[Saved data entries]
- Opening Delimiter -

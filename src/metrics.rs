//! # Runtime metrics (§4.5, §6)
//!
//! Lock-free counters updated on every `match_event` call, exposed as a
//! point-in-time [`MetricsSnapshot`]. Grounded on the teacher's
//! `protocol::rest` rate limiter, which keeps per-request counters in
//! plain `AtomicU64`s rather than behind a mutex.

use serde::Serialize;
use std::sync::atomic::{AtomicU64, Ordering};
use std::time::Duration;

#[derive(Debug, Default)]
pub struct Metrics {
    matches_total: AtomicU64,
    events_total: AtomicU64,
    rules_matched_total: AtomicU64,
    predicates_evaluated_total: AtomicU64,
    evaluation_time_ns_total: AtomicU64,
}

#[derive(Debug, Clone, Serialize)]
pub struct MetricsSnapshot {
    pub events_total: u64,
    pub matches_total: u64,
    pub rules_matched_total: u64,
    pub predicates_evaluated_total: u64,
    pub mean_evaluation_time_ns: f64,
}

impl Metrics {
    pub fn new() -> Self {
        Self::default()
    }

    pub(crate) fn record_match(&self, elapsed: Duration, matched_rule_count: usize, predicates_evaluated: usize) {
        self.events_total.fetch_add(1, Ordering::Relaxed);
        if matched_rule_count > 0 {
            self.matches_total.fetch_add(1, Ordering::Relaxed);
        }
        self.rules_matched_total.fetch_add(matched_rule_count as u64, Ordering::Relaxed);
        self.predicates_evaluated_total
            .fetch_add(predicates_evaluated as u64, Ordering::Relaxed);
        self.evaluation_time_ns_total
            .fetch_add(elapsed.as_nanos() as u64, Ordering::Relaxed);
    }

    pub fn snapshot(&self) -> MetricsSnapshot {
        let events_total = self.events_total.load(Ordering::Relaxed);
        let evaluation_time_ns_total = self.evaluation_time_ns_total.load(Ordering::Relaxed);
        let mean_evaluation_time_ns = if events_total == 0 {
            0.0
        } else {
            evaluation_time_ns_total as f64 / events_total as f64
        };
        MetricsSnapshot {
            events_total,
            matches_total: self.matches_total.load(Ordering::Relaxed),
            rules_matched_total: self.rules_matched_total.load(Ordering::Relaxed),
            predicates_evaluated_total: self.predicates_evaluated_total.load(Ordering::Relaxed),
            mean_evaluation_time_ns,
        }
    }
}
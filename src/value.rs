//! # Value Type System
//!
//! `ConditionValue` is the tagged variant used everywhere a rule condition
//! or an event attribute carries a scalar or list payload, before it has
//! been dictionary-encoded. It mirrors the closed set named in the
//! specification: integer, float, string, boolean, list, null.
//!
//! ## Usage
//!
//! ```rust
//! use helios::value::ConditionValue;
//!
//! let v = ConditionValue::Str("US".to_string());
//! assert_eq!(v.type_name(), "string");
//! ```

use serde::{Deserialize, Serialize};
use std::cmp::Ordering;
use std::fmt;

/// Scalar or list value carried by a rule condition or an event attribute.
#[derive(Debug, Clone, Serialize, Deserialize)]
#[serde(untagged)]
pub enum ConditionValue {
    Integer(i64),
    Float(f64),
    Str(String),
    Bool(bool),
    List(Vec<ConditionValue>),
    #[serde(skip)]
    Null,
}

impl ConditionValue {
    /// Human-readable type tag, used in validation error messages.
    pub fn type_name(&self) -> &'static str {
        match self {
            ConditionValue::Integer(_) => "integer",
            ConditionValue::Float(_) => "float",
            ConditionValue::Str(_) => "string",
            ConditionValue::Bool(_) => "boolean",
            ConditionValue::List(_) => "list",
            ConditionValue::Null => "null",
        }
    }

    pub fn is_numeric(&self) -> bool {
        matches!(self, ConditionValue::Integer(_) | ConditionValue::Float(_))
    }

    pub fn as_f64(&self) -> Option<f64> {
        match self {
            ConditionValue::Integer(i) => Some(*i as f64),
            ConditionValue::Float(f) => Some(*f),
            _ => None,
        }
    }

    pub fn as_str(&self) -> Option<&str> {
        match self {
            ConditionValue::Str(s) => Some(s.as_str()),
            _ => None,
        }
    }

    pub fn as_list(&self) -> Option<&[ConditionValue]> {
        match self {
            ConditionValue::List(items) => Some(items.as_slice()),
            _ => None,
        }
    }

    pub fn is_null(&self) -> bool {
        matches!(self, ConditionValue::Null)
    }

    /// Uppercase string values in place; lists recurse element-wise.
    /// Used by the canonicalizer for case-insensitive equality semantics.
    pub fn canonicalize_case(self) -> ConditionValue {
        match self {
            ConditionValue::Str(s) => ConditionValue::Str(s.to_uppercase()),
            ConditionValue::List(items) => ConditionValue::List(
                items.into_iter().map(ConditionValue::canonicalize_case).collect(),
            ),
            other => other,
        }
    }

    /// Canonical string form, used as a dictionary key. Numbers are
    /// formatted with a stable representation so `1` and `1.0` never
    /// collide with distinct string encodings.
    pub fn dictionary_key(&self) -> String {
        match self {
            ConditionValue::Str(s) => s.clone(),
            ConditionValue::Integer(i) => format!("#i:{i}"),
            ConditionValue::Float(f) => format!("#f:{f}"),
            ConditionValue::Bool(b) => format!("#b:{b}"),
            ConditionValue::Null => "#null".to_string(),
            ConditionValue::List(_) => unreachable!("lists are expanded before dictionary encoding"),
        }
    }
}

impl fmt::Display for ConditionValue {
    fn fmt(&self, f: &mut fmt::Formatter<'_>) -> fmt::Result {
        match self {
            ConditionValue::Integer(i) => write!(f, "{i}"),
            ConditionValue::Float(x) => write!(f, "{x}"),
            ConditionValue::Str(s) => write!(f, "{s}"),
            ConditionValue::Bool(b) => write!(f, "{b}"),
            ConditionValue::Null => write!(f, "null"),
            ConditionValue::List(items) => {
                write!(f, "[")?;
                for (i, item) in items.iter().enumerate() {
                    if i > 0 {
                        write!(f, ", ")?;
                    }
                    write!(f, "{item}")?;
                }
                write!(f, "]")
            }
        }
    }
}

impl PartialEq for ConditionValue {
    fn eq(&self, other: &Self) -> bool {
        match (self, other) {
            (ConditionValue::Integer(a), ConditionValue::Integer(b)) => a == b,
            (ConditionValue::Float(a), ConditionValue::Float(b)) => a == b,
            (ConditionValue::Integer(a), ConditionValue::Float(b))
            | (ConditionValue::Float(b), ConditionValue::Integer(a)) => (*a as f64) == *b,
            (ConditionValue::Str(a), ConditionValue::Str(b)) => a == b,
            (ConditionValue::Bool(a), ConditionValue::Bool(b)) => a == b,
            (ConditionValue::List(a), ConditionValue::List(b)) => a == b,
            (ConditionValue::Null, ConditionValue::Null) => true,
            _ => false,
        }
    }
}

impl PartialOrd for ConditionValue {
    fn partial_cmp(&self, other: &Self) -> Option<Ordering> {
        match (self.as_f64(), other.as_f64()) {
            (Some(a), Some(b)) => a.partial_cmp(&b),
            _ => match (self, other) {
                (ConditionValue::Str(a), ConditionValue::Str(b)) => a.partial_cmp(b),
                _ => None,
            },
        }
    }
}
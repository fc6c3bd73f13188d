//! # IS_ANY_OF factorization (§4.2)
//!
//! Groups rules that share an identical signature of non-list
//! conditions (everything but `IS_ANY_OF` / `IS_NONE_OF`) so the
//! Cartesian-product expansion over their list-valued conditions is
//! driven once per group instead of once per rule. This is purely a
//! compile-time efficiency pass — predicate and combination interning
//! in [`crate::builder`] already guarantee correctness without it;
//! factorization just avoids redoing the same expansion work for rules
//! that differ only in which values they allow through an `IS_ANY_OF`.
//!
//! Grounded on the teacher's `optimizer::Optimizer` rewrite passes: a
//! single group-and-replace pass over owned input, no iterative
//! fixpoint required here since grouping is idempotent in one pass.

use crate::operator::Operator;
use crate::validator::{CanonicalCondition, CanonicalRule};
use crate::value::ConditionValue;
use std::collections::HashMap;

/// A rule's membership within a [`RuleGroup`]: its own identity plus
/// the list-valued conditions that vary within the group.
#[derive(Debug, Clone)]
pub struct GroupMember {
    pub rule_code: String,
    pub priority: i64,
    pub enabled: bool,
    pub description: Option<String>,
    pub list_conditions: Vec<CanonicalCondition>,
}

/// A set of rules sharing an identical non-list condition signature.
#[derive(Debug, Clone)]
pub struct RuleGroup {
    pub static_conditions: Vec<CanonicalCondition>,
    pub members: Vec<GroupMember>,
}

#[derive(Debug, Default, Clone, Copy)]
pub struct FactorizationStats {
    pub rules_considered: usize,
    pub groups_produced: usize,
}

type Signature = Vec<(String, Operator, String)>;

/// Signature key for a single condition's value. `BETWEEN` is the one
/// non-`IS_ANY_OF`/`IS_NONE_OF` operator whose value is itself a list
/// (its two bounds), so list values are formatted element-wise rather
/// than handed to `dictionary_key`, which only accepts scalars.
fn signature_value_key(value: &ConditionValue) -> String {
    match value {
        ConditionValue::List(items) => {
            let parts: Vec<String> = items.iter().map(signature_value_key).collect();
            format!("[{}]", parts.join(","))
        }
        scalar => scalar.dictionary_key(),
    }
}

fn signature_of(conditions: &[CanonicalCondition]) -> Signature {
    let mut sig: Signature = conditions
        .iter()
        .filter(|c| !matches!(c.operator, Operator::IsAnyOf | Operator::IsNoneOf))
        .map(|c| {
            let value_key = c.value.as_ref().map(signature_value_key).unwrap_or_default();
            (c.field.clone(), c.operator, value_key)
        })
        .collect();
    sig.sort();
    sig
}

/// Fold a set of validated rules into groups sharing a non-list
/// condition signature, pulling their list-valued conditions out as
/// per-member overrides.
pub fn factorize(rules: Vec<CanonicalRule>) -> (Vec<RuleGroup>, FactorizationStats) {
    let stats = FactorizationStats {
        rules_considered: rules.len(),
        ..Default::default()
    };

    let mut groups: HashMap<Signature, RuleGroup> = HashMap::new();

    for rule in rules {
        let static_conditions: Vec<CanonicalCondition> = rule
            .conditions
            .iter()
            .filter(|c| !matches!(c.operator, Operator::IsAnyOf | Operator::IsNoneOf))
            .cloned()
            .collect();
        let list_conditions: Vec<CanonicalCondition> = rule
            .conditions
            .iter()
            .filter(|c| matches!(c.operator, Operator::IsAnyOf | Operator::IsNoneOf))
            .cloned()
            .collect();

        let signature = signature_of(&rule.conditions);
        let entry = groups.entry(signature).or_insert_with(|| RuleGroup {
            static_conditions,
            members: Vec::new(),
        });
        entry.members.push(GroupMember {
            rule_code: rule.rule_code,
            priority: rule.priority,
            enabled: rule.enabled,
            description: rule.description,
            list_conditions,
        });
    }

    let groups: Vec<RuleGroup> = groups.into_values().collect();
    let stats = FactorizationStats {
        groups_produced: groups.len(),
        ..stats
    };
    (groups, stats)
}

#[cfg(test)]
mod tests {
    use super::*;
    use crate::operator::Operator;
    use crate::value::ConditionValue;

    fn condition(field: &str, operator: Operator, value: Option<ConditionValue>) -> CanonicalCondition {
        CanonicalCondition {
            field: field.to_string(),
            operator,
            value,
        }
    }

    fn rule(code: &str, conditions: Vec<CanonicalCondition>) -> CanonicalRule {
        CanonicalRule {
            rule_code: code.to_string(),
            description: None,
            priority: 0,
            enabled: true,
            conditions,
        }
    }

    #[test]
    fn rules_sharing_static_signature_fold_into_one_group() {
        let rules = vec![
            rule(
                "R1",
                vec![
                    condition("TIER", Operator::EqualTo, Some(ConditionValue::Str("GOLD".into()))),
                    condition(
                        "COUNTRY",
                        Operator::IsAnyOf,
                        Some(ConditionValue::List(vec![ConditionValue::Str("US".into())])),
                    ),
                ],
            ),
            rule(
                "R2",
                vec![
                    condition("TIER", Operator::EqualTo, Some(ConditionValue::Str("GOLD".into()))),
                    condition(
                        "COUNTRY",
                        Operator::IsAnyOf,
                        Some(ConditionValue::List(vec![ConditionValue::Str("CA".into())])),
                    ),
                ],
            ),
        ];

        let (groups, stats) = factorize(rules);
        assert_eq!(stats.rules_considered, 2);
        assert_eq!(stats.groups_produced, 1);
        assert_eq!(groups[0].members.len(), 2);
        assert_eq!(groups[0].static_conditions.len(), 1);
    }

    #[test]
    fn rules_with_different_static_conditions_stay_in_separate_groups() {
        let rules = vec![
            rule(
                "R1",
                vec![condition("TIER", Operator::EqualTo, Some(ConditionValue::Str("GOLD".into())))],
            ),
            rule(
                "R2",
                vec![condition("TIER", Operator::EqualTo, Some(ConditionValue::Str("SILVER".into())))],
            ),
        ];

        let (groups, stats) = factorize(rules);
        assert_eq!(stats.groups_produced, 2);
    }

    #[test]
    fn rule_with_no_list_conditions_still_forms_its_own_group() {
        let rules = vec![rule(
            "R1",
            vec![condition("TIER", Operator::EqualTo, Some(ConditionValue::Str("GOLD".into())))],
        )];
        let (groups, _) = factorize(rules);
        assert_eq!(groups.len(), 1);
        assert!(groups[0].members[0].list_conditions.is_empty());
    }

    #[test]
    fn between_condition_does_not_panic_and_groups_by_its_bounds() {
        let rules = vec![
            rule(
                "R1",
                vec![condition(
                    "AGE",
                    Operator::Between,
                    Some(ConditionValue::List(vec![ConditionValue::Integer(18), ConditionValue::Integer(65)])),
                )],
            ),
            rule(
                "R2",
                vec![condition(
                    "AGE",
                    Operator::Between,
                    Some(ConditionValue::List(vec![ConditionValue::Integer(18), ConditionValue::Integer(65)])),
                )],
            ),
            rule(
                "R3",
                vec![condition(
                    "AGE",
                    Operator::Between,
                    Some(ConditionValue::List(vec![ConditionValue::Integer(21), ConditionValue::Integer(30)])),
                )],
            ),
        ];

        let (groups, stats) = factorize(rules);
        assert_eq!(stats.rules_considered, 3);
        assert_eq!(stats.groups_produced, 2, "same bounds fold together, different bounds stay separate");
    }
}
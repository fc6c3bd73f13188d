//! Range evaluator: `GREATER_THAN`, `GREATER_THAN_OR_EQUAL`, `LESS_THAN`,
//! `LESS_THAN_OR_EQUAL`, `BETWEEN`.
//!
//! No shortcut comparable to equality's hashmap lookup exists here —
//! each bound is an independent inequality, so the field's range
//! predicates (ascending by weight, §4.4) are scanned in full. Integer
//! predicates compared against a float event value, or vice versa,
//! always widen to `f64` before comparing (§4.6).

use super::{apply_true_predicate, eligible};
use crate::engine::EvaluationContext;
use crate::model::EngineModel;
use crate::operator::Operator;
use crate::predicate::PredicateValue;
use roaring::RoaringBitmap;

pub(crate) fn evaluate(
    model: &EngineModel,
    field_id: u32,
    event_value: f64,
    ctx: &mut EvaluationContext,
    eligibility: Option<&RoaringBitmap>,
) {
    let Some(ids) = model.range_index_for(field_id) else {
        return;
    };

    for &predicate_id in ids {
        if !eligible(eligibility, predicate_id) {
            continue;
        }
        ctx.record_predicate_evaluated();
        let predicate = model.predicate(predicate_id);
        let passed = match &predicate.key.value {
            PredicateValue::Numeric(bound) => {
                let bound = bound.as_f64();
                match predicate.key.operator {
                    Operator::GreaterThan => event_value > bound,
                    Operator::GreaterThanOrEqual => event_value >= bound,
                    Operator::LessThan => event_value < bound,
                    Operator::LessThanOrEqual => event_value <= bound,
                    _ => false,
                }
            }
            PredicateValue::Between(low, high) => {
                event_value >= low.as_f64() && event_value <= high.as_f64()
            }
            _ => false,
        };
        let actual = if ctx.wants_value_trace() { Some(event_value.to_string()) } else { None };
        ctx.trace_predicate(model, field_id, predicate_id, passed, actual);
        if passed {
            apply_true_predicate(model, predicate_id, ctx);
        }
    }
}
//! # Evaluators (§4.5, §4.6)
//!
//! One module per operator family, each built as a free function over a
//! field-scoped slice of predicates rather than a trait object — there
//! is no dynamic dispatch on the matching path, only a fixed set of
//! match arms the compiler can inline. Every evaluator shares the same
//! shape: given a field's predicates and the event's value for that
//! field, mark the predicates that hold true by bumping their owning
//! combinations through the inverted index (`apply_true_predicate`).
//!
//! The four specialized per-field indices these evaluators read
//! (`equality_index`, `range_index`, `string_index`, `null_index`) are
//! derived once, at [`crate::builder::EngineModelBuilder::freeze`] time,
//! by [`build_field_indices`] — not recomputed per match call.

pub mod equality;
pub mod null_ops;
pub mod range;
pub mod string_ops;

use crate::engine::EvaluationContext;
use crate::model::EngineModel;
use crate::operator::Operator;
use crate::predicate::Predicate;
use roaring::RoaringBitmap;
use std::collections::HashMap;

pub use equality::EqualityFieldIndex;

/// The four per-field evaluator indices, bundled for a single move into
/// [`crate::model::EngineModel`].
#[derive(Debug, Default)]
pub struct FieldIndices {
    pub equality: HashMap<u32, EqualityFieldIndex>,
    pub range: HashMap<u32, Vec<u32>>,
    pub string_ops: HashMap<u32, Vec<u32>>,
    pub null_ops: HashMap<u32, Vec<u32>>,
}

/// Bucket every predicate into its evaluator's index by field id and
/// operator family, then apply the equality evaluator's single-predicate
/// fast path and its selectivity-descending `NOT_EQUAL_TO` ordering.
pub(crate) fn build_field_indices(predicates: &[Predicate]) -> FieldIndices {
    let mut indices = FieldIndices::default();

    for predicate in predicates {
        let field_id = predicate.field_id();
        match predicate.operator() {
            Operator::EqualTo => {
                let entry = indices.equality.entry(field_id).or_default();
                if let crate::predicate::PredicateValue::Equal(value_id) = &predicate.key.value {
                    entry.by_value.entry(*value_id).or_default().push(predicate.id);
                }
            }
            Operator::NotEqualTo => {
                indices.equality.entry(field_id).or_default().not_equal.push(predicate.id);
            }
            Operator::IsNoneOf => {
                indices.equality.entry(field_id).or_default().none_of.push(predicate.id);
            }
            Operator::GreaterThan
            | Operator::GreaterThanOrEqual
            | Operator::LessThan
            | Operator::LessThanOrEqual
            | Operator::Between => {
                indices.range.entry(field_id).or_default().push(predicate.id);
            }
            Operator::Contains | Operator::StartsWith | Operator::EndsWith | Operator::Regex => {
                indices.string_ops.entry(field_id).or_default().push(predicate.id);
            }
            Operator::IsNull | Operator::IsNotNull => {
                indices.null_ops.entry(field_id).or_default().push(predicate.id);
            }
            Operator::IsAnyOf => unreachable!("IS_ANY_OF is rewritten before interning"),
        }
    }

    for index in indices.equality.values_mut() {
        index.not_equal.sort_by(|&a, &b| {
            predicates[b as usize]
                .selectivity
                .partial_cmp(&predicates[a as usize].selectivity)
                .unwrap_or(std::cmp::Ordering::Equal)
        });
        index.finalize_fast_path();
    }

    indices
}

pub(crate) fn eligible(eligibility: Option<&RoaringBitmap>, predicate_id: u32) -> bool {
    eligibility.is_none_or(|set| set.contains(predicate_id))
}

/// Bump every combination that requires `predicate_id` now that it has
/// evaluated true for this event.
pub(crate) fn apply_true_predicate(model: &EngineModel, predicate_id: u32, ctx: &mut EvaluationContext) {
    if let Some(bitmap) = model.combinations_requiring(predicate_id) {
        for combination_id in bitmap.iter() {
            ctx.increment(combination_id);
        }
    }
}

- Closing Delimiter -

# What you should do
The stretch of entries above that starts with the line containing "in full. Integer" and goes on through the line containing "Operator::GreaterThan => event_value" is to be transcribed exactly, and no other line is to be transcribed.

# Task solution
//! predicates (ascending by weight, §4.4) are scanned in full. Integer
//! predicates compared against a float event value, or vice versa,
//! always widen to `f64` before comparing (§4.6).

use super::{apply_true_predicate, eligible};
use crate::engine::EvaluationContext;
use crate::model::EngineModel;
use crate::operator::Operator;
use crate::predicate::PredicateValue;
use roaring::RoaringBitmap;

pub(crate) fn evaluate(
    model: &EngineModel,
    field_id: u32,
    event_value: f64,
    ctx: &mut EvaluationContext,
    eligibility: Option<&RoaringBitmap>,
) {
    let Some(ids) = model.range_index_for(field_id) else {
        return;
    };

    for &predicate_id in ids {
        if !eligible(eligibility, predicate_id) {
            continue;
        }
        ctx.record_predicate_evaluated();
        let predicate = model.predicate(predicate_id);
        let passed = match &predicate.key.value {
            PredicateValue::Numeric(bound) => {
                let bound = bound.as_f64();
                match predicate.key.operator {
                    Operator::GreaterThan => event_value > bound,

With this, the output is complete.